To review use of alternative pharmacotherapy (AP) in patients with cardiovascular disease (CVD) and significant drug interactions between AP and traditional CVD medications.


A literature search of MEDLINE and the National Complementary and Alternative Medicine database was done using these search terms: supplements, vitamins, garlic, fish oil, L-arginine, soy, coenzyme Q10, herbs, phytosterols, chelation therapy, alternative medicine, and CVD.


English human clinical trials measuring surrogate and clinical end points.
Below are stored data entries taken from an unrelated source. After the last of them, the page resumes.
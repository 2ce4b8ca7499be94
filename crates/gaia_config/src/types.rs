//! Configuration types deserialized from `gaia.toml`.

use gaia_diagnostics::Severity;
use serde::Deserialize;
use std::path::PathBuf;

/// Session configuration parsed from `gaia.toml`.
///
/// Controls where a cache session creates its temporary directories and
/// the minimum severity the console sink reports. All fields default, so
/// `SessionConfig::default()` is a fully usable configuration.
#[derive(Debug, Clone, Deserialize)]
pub struct SessionConfig {
    /// Base directory for session temp roots. Defaults to the system
    /// temporary directory joined with [`dir_name`](Self::dir_name).
    #[serde(default)]
    pub temp_root: Option<PathBuf>,

    /// Directory name under the system temporary directory, used when
    /// [`temp_root`](Self::temp_root) is not set.
    #[serde(default = "default_dir_name")]
    pub dir_name: String,

    /// Subdirectory of the session root that holds materialized assets.
    #[serde(default = "default_asset_subdir")]
    pub asset_subdir: String,

    /// Minimum severity reported by the console sink.
    #[serde(default = "default_min_log_level")]
    pub min_log_level: Severity,
}

fn default_dir_name() -> String {
    "gaia".to_string()
}

fn default_asset_subdir() -> String {
    "generated_assets".to_string()
}

fn default_min_log_level() -> Severity {
    Severity::Info
}

impl Default for SessionConfig {
    fn default() -> Self {
        Self {
            temp_root: None,
            dir_name: default_dir_name(),
            asset_subdir: default_asset_subdir(),
            min_log_level: default_min_log_level(),
        }
    }
}
//! Two-tier caching for a rule-driven generation engine.
//!
//! The expensive inputs and outputs of generation are cached here:
//!
//! - [`ArchiveCache`] parses a versioned rule-package archive into a shared
//!   read-only symbol table ([`ResolveMap`]) at most once per on-disk
//!   version, invalidating when the archive's modification time changes.
//! - [`AssetCache`] materializes generated byte buffers to unique
//!   filesystem paths exactly once per distinct content, replacing files
//!   whose content drifted between generation runs.
//!
//! Both caches are called synchronously from the engine's worker threads
//! and guard their entire read-modify-write sequences with one exclusive
//! lock each. A [`Session`] owns both caches plus the temporary directory
//! tree they write under, and removes that tree on drop.
//!
//! Archive parsing itself lives behind the [`ArchiveResolver`] trait;
//! diagnostics go to an injected
//! [`DiagnosticsSink`](gaia_diagnostics::DiagnosticsSink).

#![warn(missing_docs)]

pub mod archive;
pub mod asset;
mod cleanup;
pub mod error;
pub mod resolver;
pub mod session;

pub use archive::{ArchiveCache, CacheStatus};
pub use asset::AssetCache;
pub use error::CacheError;
pub use resolver::{ArchiveResolver, ResolveMap, ResolverError, SharedResolveMap};
pub use session::Session;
Antioxidants have not been consistently proven beneficial in reducing cardiovascular mortality. Fish oils may be beneficial in patients with hypertension and hypercholesterolemia, but therapeutic doses need to be defined. Use of coenzyme Q10 in patients with heart failure has not demonstrated consistent benefits. Garlic may lower blood pressure and cholesterol levels, but also may increase bleeding, so its use in CVD patients should be monitored. Clinical studies with small sample sizes have demonstrated that L-arginine may be useful to prevent and treat CVD. The Food and Drug Administration recommends 25 g/day of soy protein as part of a diet low in saturated fats for cholesterol reduction. Plant sterols are recommended by the American Heart Association and the National Cholesterol Education Program Expert Panel as adjunct therapy to reduce low-density lipoprotein. No data support use of chelation therapy. Some APs interact with common prescription CVD medications (eg, gingko and ginseng with warfarin, St. John's Wort with digoxin).


The benefits of APs as part of the treatment for CVD are controversial. Routine use is not recommended.